(Extracted records)

==*==

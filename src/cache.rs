//! TTL cache contract and the ephemeral in-process backend.
//!
//! Two interchangeable backends implement [`Cache`]: `MemoryCache` here and
//! the durable Postgres-backed `PgCache` in `database.rs`. Cache values are
//! idempotent re-derivations of upstream truth, so concurrent population of
//! the same key is tolerated (last writer wins) and backend failures are
//! swallowed by callers, which fall back to a direct fetch.

use anyhow::Result;
use async_trait::async_trait;
use chrono::{DateTime, Duration as ChronoDuration, Utc};
use dashmap::DashMap;
use log::debug;
use serde::{Deserialize, Serialize};
use serde_json::Value;
use std::sync::atomic::{AtomicU64, Ordering};
use std::time::Duration;

/// TTL used for facts that never change once observed (block timestamps,
/// finalized trade prices). Effectively permanent.
pub const PERMANENT_TTL: Duration = Duration::from_secs(60 * 60 * 24 * 365 * 50);

#[derive(Debug, Clone, Default, Serialize, Deserialize)]
pub struct CacheStats {
    pub entries: u64,
    pub expired_entries: u64,
    pub hits: u64,
    pub misses: u64,
}

/// A cache entry as found, with its expiry state exposed instead of hidden.
#[derive(Debug, Clone)]
pub struct CacheLookup {
    pub value: Value,
    pub expired: bool,
}

#[async_trait]
pub trait Cache: Send + Sync {
    /// Returns the value for `key`, or `None` if absent.
    ///
    /// An expired entry is deleted and reported as `None` unless
    /// `allow_stale` is set, in which case the value is returned anyway.
    async fn get(&self, key: &str, allow_stale: bool) -> Result<Option<Value>>;

    /// Returns the entry for `key` together with whether it has expired,
    /// without evicting anything. The stale-while-revalidate front reads
    /// through this so an expired entry survives long enough to be served
    /// stale while the refresh runs.
    async fn lookup(&self, key: &str) -> Result<Option<CacheLookup>>;

    /// Upsert with `expires_at = now + ttl`. Last writer wins.
    async fn set(&self, key: &str, value: Value, ttl: Duration) -> Result<()>;

    /// Deletes everything; returns the number of entries removed.
    async fn clear(&self) -> Result<u64>;

    /// Deletes expired entries only; returns the number removed.
    async fn clear_expired(&self) -> Result<u64>;

    async fn stats(&self) -> Result<CacheStats>;
}

#[derive(Debug, Clone)]
struct MemoryEntry {
    value: Value,
    expires_at: DateTime<Utc>,
}

/// In-process map backend. Does not survive restarts.
#[derive(Default)]
pub struct MemoryCache {
    entries: DashMap<String, MemoryEntry>,
    hits: AtomicU64,
    misses: AtomicU64,
}

impl MemoryCache {
    pub fn new() -> Self {
        Self::default()
    }

    fn expires_at(ttl: Duration) -> DateTime<Utc> {
        let ttl = ChronoDuration::from_std(ttl).unwrap_or(ChronoDuration::MAX);
        Utc::now().checked_add_signed(ttl).unwrap_or(DateTime::<Utc>::MAX_UTC)
    }
}

#[async_trait]
impl Cache for MemoryCache {
    async fn get(&self, key: &str, allow_stale: bool) -> Result<Option<Value>> {
        let expired = match self.entries.get(key) {
            None => {
                self.misses.fetch_add(1, Ordering::Relaxed);
                return Ok(None);
            }
            Some(entry) => {
                if Utc::now() < entry.expires_at || allow_stale {
                    self.hits.fetch_add(1, Ordering::Relaxed);
                    return Ok(Some(entry.value.clone()));
                }
                true
            }
        };
        // Expired and stale reads not allowed: evict on the way out.
        if expired {
            self.entries.remove(key);
        }
        self.misses.fetch_add(1, Ordering::Relaxed);
        Ok(None)
    }

    async fn lookup(&self, key: &str) -> Result<Option<CacheLookup>> {
        match self.entries.get(key) {
            None => {
                self.misses.fetch_add(1, Ordering::Relaxed);
                Ok(None)
            }
            Some(entry) => {
                self.hits.fetch_add(1, Ordering::Relaxed);
                Ok(Some(CacheLookup {
                    value: entry.value.clone(),
                    expired: Utc::now() >= entry.expires_at,
                }))
            }
        }
    }

    async fn set(&self, key: &str, value: Value, ttl: Duration) -> Result<()> {
        self.entries.insert(
            key.to_string(),
            MemoryEntry { value, expires_at: Self::expires_at(ttl) },
        );
        Ok(())
    }

    async fn clear(&self) -> Result<u64> {
        let count = self.entries.len() as u64;
        self.entries.clear();
        debug!("MemoryCache: cleared {} entries", count);
        Ok(count)
    }

    async fn clear_expired(&self) -> Result<u64> {
        let now = Utc::now();
        let before = self.entries.len();
        self.entries.retain(|_, entry| entry.expires_at > now);
        let removed = (before - self.entries.len()) as u64;
        if removed > 0 {
            debug!("MemoryCache: evicted {} expired entries", removed);
        }
        Ok(removed)
    }

    async fn stats(&self) -> Result<CacheStats> {
        let now = Utc::now();
        let expired = self
            .entries
            .iter()
            .filter(|entry| entry.expires_at <= now)
            .count() as u64;
        Ok(CacheStats {
            entries: self.entries.len() as u64,
            expired_entries: expired,
            hits: self.hits.load(Ordering::Relaxed),
            misses: self.misses.load(Ordering::Relaxed),
        })
    }
}
impl MarketDataService {
    pub fn new(
        settings: Arc<Settings>,
        cache: Arc<dyn Cache>,
        chain: Arc<ChainReader>,
        marketplace: Arc<MarketplaceReader>,
        enricher: Arc<PriceEnricher>,
        price_feed: Arc<PriceFeed>,
    ) -> anyhow::Result<Self> {
        let contract = string_to_address(&settings.collection.contract)
            .context("collection.contract is not a valid address")?;
        let strategy = settings
            .collection
            .strategy_address
            .as_deref()
            .map(string_to_address)
            .transpose()
            .context("collection.strategy_address is not a valid address")?;
        let burn_token = settings
            .collection
            .burn_token
            .as_deref()
            .map(string_to_address)
            .transpose()
            .context("collection.burn_token is not a valid address")?;
        Ok(Self {
            settings,
            cache,
            chain,
            marketplace,
            enricher,
            price_feed,
            contract,
            strategy,
            burn_token,
        })
    }

    /// Builds the whole service stack from configuration: logging, metric
    /// descriptions, provider, the shared limiter and retry policy, both
    /// readers, the enricher, the price feed, and the configured cache
    /// backend. The Postgres backend connects via `DATABASE_URL`.
    pub async fn from_settings(settings: Arc<Settings>) -> anyhow::Result<Self> {
        crate::utils::init_logging(&settings.log.level);
        metrics::describe_metrics();

        let cache: Arc<dyn Cache> = match settings.cache.backend {
            CacheBackend::Memory => Arc::new(MemoryCache::new()),
            CacheBackend::Postgres => Arc::new(PgCache::new(database::connect().await?)),
        };

        let provider = Provider::<Http>::try_from(settings.rpc.url.as_str())
            .context("rpc.url is not a valid endpoint")?;
        let limiter = Arc::new(ProviderRateLimiter::new(settings.rpc.limiter_budget()));
        let fetch = Arc::new(ResilientFetch::new(limiter, settings.rpc.retry_policy()));

        let chain = Arc::new(ChainReader::new(
            Arc::new(provider),
            Arc::clone(&fetch),
            settings.collection.chain_reader_config(),
        ));
        let marketplace = Arc::new(MarketplaceReader::new(
            Arc::clone(&fetch),
            settings.marketplace.reader_config(),
        ));
        let enricher = Arc::new(PriceEnricher::new(
            Arc::clone(&marketplace),
            Arc::clone(&cache),
            settings.analytics.enrichment_config(),
        ));
        let price_feed = Arc::new(PriceFeed::new(settings.price_feed.feed_config()));

        Self::new(settings, cache, chain, marketplace, enricher, price_feed)
    }

    /// Runs the full sync pipeline: transfer pull and spot price in
    /// parallel, then enrichment, ledger replay, burn pull, and the listing
    /// book. Listings are best-effort; their failure never fails a build.
    pub async fn build_snapshot(&self) -> anyhow::Result<MarketSnapshot> {
        let started = Instant::now();
        let head = self.chain.latest_block().await?;
        let from_block = head.saturating_sub(self.settings.collection.initial_sync_blocks);
        let chunk = self.settings.collection.get_logs_chunk_size;

        let (transfers, eth_usd) = futures::join!(
            self.chain
                .get_logs_batched(self.contract, from_block, head, chunk),
            self.price_feed.eth_usd(),
        );
        let transfers = transfers?;

        let outcome = self
            .enricher
            .enrich(&transfers, &self.settings.marketplace.collection_slug, eth_usd)
            .await?;
        metrics::set_enrichment_coverage(outcome.coverage);

        let prices_by_tx: HashMap<String, f64> = outcome
            .sales
            .iter()
            .map(|s| (s.tx_hash.clone(), s.price_eth))
            .collect();
        let replayed = ledger_replay::replay(&transfers, self.strategy, &prices_by_tx);

        let burns = match self.burn_token {
            Some(token) => {
                self.chain
                    .get_burn_events(token, from_block, head, chunk)
                    .await?
            }
            None => Vec::new(),
        };

        let listings = match self
            .marketplace
            .get_active_listings(&self.settings.marketplace.collection_slug)
            .await
        {
            Ok(book) if !book.is_empty() => {
                let min = book.iter().map(|l| l.price_eth).fold(f64::MAX, f64::min);
                let max = book.iter().map(|l| l.price_eth).fold(0.0, f64::max);
                Some(ListingSnapshot {
                    count: book.len(),
                    min_price_eth: min,
                    max_price_eth: max,
                })
            }
            Ok(_) => None,
            Err(e) => {
                warn!("listing pull failed, snapshot proceeds without it: {}", e);
                None
            }
        };

        let mut sales = outcome.sales;
        sales.sort_by_key(|s| s.timestamp);

        metrics::set_snapshot_sizes(transfers.len(), sales.len());
        metrics::record_snapshot_build(started.elapsed());
        info!(
            "snapshot built: {} transfers, {} sales, {} holders, blocks {}..={} in {:?}",
            transfers.len(),
            sales.len(),
            replayed.holder_count(),
            from_block,
            head,
            started.elapsed()
        );

        Ok(MarketSnapshot {
            unmatched_count: outcome.unmatched.len(),
            coverage: outcome.coverage,
            low_coverage: outcome.low_coverage,
            holder_count: replayed.holder_count(),
            distinct_tokens: replayed.distinct_tokens(),
            lifecycles: replayed.lifecycles(),
            transfers,
            sales,
            burns,
            listings,
            eth_usd,
            from_block,
            to_block: head,
            synced_at: now_secs(),
        })
    }

    /// The cache-fronted snapshot every endpoint derives from.
    pub async fn snapshot(&self) -> anyhow::Result<Served<MarketSnapshot>> {
        let svc = self.clone();
        with_deadline(
            Arc::clone(&self.cache),
            "market:snapshot",
            self.handler_budget(),
            Duration::from_secs(self.settings.cache.snapshot_ttl_seconds),
            move || async move { svc.build_snapshot().await },
        )
        .await
    }

    pub async fn collection_stats(&self) -> anyhow::Result<Served<CollectionStats>> {
        let svc = self.clone();
        self.endpoint(
            "market:stats".to_string(),
            self.settings.cache.stats_ttl_seconds,
            move || async move {
                let snapshot = svc.snapshot().await?.value;
                let floor = floor_estimate(&snapshot.sales, now_secs());
                Ok(CollectionStats {
                    holder_count: snapshot.holder_count,
                    distinct_tokens: snapshot.distinct_tokens,
                    total_sales: snapshot.sales.len(),
                    total_volume_eth: snapshot.sales.iter().map(|s| s.price_eth).sum(),
                    floor_price_eth: floor,
                    last_sale: snapshot.sales.last().cloned(),
                    coverage: snapshot.coverage,
                    low_coverage: snapshot.low_coverage,
                    synced_at: snapshot.synced_at,
                })
            },
        )
        .await
    }

    /// Enriched sales, newest first, paginated.
    pub async fn recent_sales(
        &self,
        offset: usize,
        limit: usize,
    ) -> anyhow::Result<Served<Vec<EnrichedSale>>> {
        let svc = self.clone();
        self.endpoint(
            format!("market:sales:{}:{}", offset, limit),
            self.settings.cache.sales_ttl_seconds,
            move || async move {
                let snapshot = svc.snapshot().await?.value;
                Ok(snapshot
                    .sales
                    .iter()
                    .rev()
                    .skip(offset)
                    .take(limit)
                    .cloned()
                    .collect())
            },
        )
        .await
    }

    pub async fn daily_stats(&self, days: u64) -> anyhow::Result<Served<Vec<DailyStat>>> {
        let svc = self.clone();
        self.endpoint(
            format!("market:daily:{}", days),
            self.settings.cache.daily_ttl_seconds,
            move || async move {
                let snapshot = svc.snapshot().await?.value;
                let now = now_secs();
                let floor = floor_estimate(&snapshot.sales, now);
                let recent = window_sales(&snapshot.sales, now, days);
                Ok(daily_rollup(&recent, floor))
            },
        )
        .await
    }

    pub async fn trader_analysis(&self, days: u64) -> anyhow::Result<Served<TraderAnalysis>> {
        let svc = self.clone();
        self.endpoint(
            format!("market:traders:{}", days),
            self.settings.cache.traders_ttl_seconds,
            move || async move {
                let snapshot = svc.snapshot().await?.value;
                let recent = window_sales(&snapshot.sales, now_secs(), days);
                Ok(analyze_traders(&recent))
            },
        )
        .await
    }

    pub async fn market_indicators(&self) -> anyhow::Result<Served<MarketIndicators>> {
        let svc = self.clone();
        self.endpoint(
            "market:indicators".to_string(),
            self.settings.cache.indicators_ttl_seconds,
            move || async move {
                let snapshot = svc.snapshot().await?.value;
                let now = now_secs();
                let floor = floor_estimate(&snapshot.sales, now);
                let daily = daily_rollup(&snapshot.sales, floor);
                let averages: Vec<f64> = daily.iter().map(|d| d.avg_price_eth).collect();
                let recent_sales = window_sales(&snapshot.sales, now, 7).len();
                let sales_per_day = recent_sales as f64 / 7.0;
                Ok(MarketIndicators {
                    rsi: rsi(&averages),
                    momentum: momentum(&averages),
                    liquidity_score: liquidity_score(snapshot.listings.as_ref(), sales_per_day),
                    floor_price_eth: floor,
                    sales_per_day,
                })
            },
        )
        .await
    }

    pub async fn burn_cycles(&self) -> anyhow::Result<Served<Vec<BurnCycle>>> {
        let svc = self.clone();
        self.endpoint(
            "market:burns".to_string(),
            self.settings.cache.burns_ttl_seconds,
            move || async move {
                let snapshot = svc.snapshot().await?.value;
                let proceeds = strategy_proceeds(&snapshot.lifecycles);
                Ok(link_burn_cycles(&proceeds, &snapshot.burns))
            },
        )
        .await
    }

    pub async fn flips(&self) -> anyhow::Result<Served<Vec<Flip>>> {
        let svc = self.clone();
        self.endpoint(
            "market:flips".to_string(),
            self.settings.cache.sales_ttl_seconds,
            move || async move {
                let snapshot = svc.snapshot().await?.value;
                Ok(detect_flips(&snapshot.sales))
            },
        )
        .await
    }

    fn handler_budget(&self) -> Duration {
        Duration::from_secs(self.settings.handlers.timeout_seconds)
    }

    async fn endpoint<T, F, Fut>(
        &self,
        key: String,
        ttl_seconds: u64,
        fetch: F,
    ) -> anyhow::Result<Served<T>>
    where
        T: Serialize + serde::de::DeserializeOwned + Send + 'static,
        F: FnOnce() -> Fut + Send + 'static,
        Fut: std::future::Future<Output = anyhow::Result<T>> + Send + 'static,
    {
        with_deadline(
            Arc::clone(&self.cache),
            &key,
            self.handler_budget(),
            Duration::from_secs(ttl_seconds),
            fetch,
        )
        .await
    }
}
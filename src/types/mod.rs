/// Numeric and address conversion helpers
pub mod conversions;
/// Core market-data records (transfers, sales, lifecycles, rollups)
pub mod market;

pub use market::*;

==*==

**Directions for this task**: Your task for the entries above: copy exactly the span starting with the line with "let sales_per_day = recent_sales" and going on through the line with "fn handler_budget(&self) ->", both lines included, and nothing else.

**Written response**:
                let sales_per_day = recent_sales as f64 / 7.0;
                Ok(MarketIndicators {
                    rsi: rsi(&averages),
                    momentum: momentum(&averages),
                    liquidity_score: liquidity_score(snapshot.listings.as_ref(), sales_per_day),
                    floor_price_eth: floor,
                    sales_per_day,
                })
            },
        )
        .await
    }

    pub async fn burn_cycles(&self) -> anyhow::Result<Served<Vec<BurnCycle>>> {
        let svc = self.clone();
        self.endpoint(
            "market:burns".to_string(),
            self.settings.cache.burns_ttl_seconds,
            move || async move {
                let snapshot = svc.snapshot().await?.value;
                let proceeds = strategy_proceeds(&snapshot.lifecycles);
                Ok(link_burn_cycles(&proceeds, &snapshot.burns))
            },
        )
        .await
    }

    pub async fn flips(&self) -> anyhow::Result<Served<Vec<Flip>>> {
        let svc = self.clone();
        self.endpoint(
            "market:flips".to_string(),
            self.settings.cache.sales_ttl_seconds,
            move || async move {
                let snapshot = svc.snapshot().await?.value;
                Ok(detect_flips(&snapshot.sales))
            },
        )
        .await
    }

    fn handler_budget(&self) -> Duration {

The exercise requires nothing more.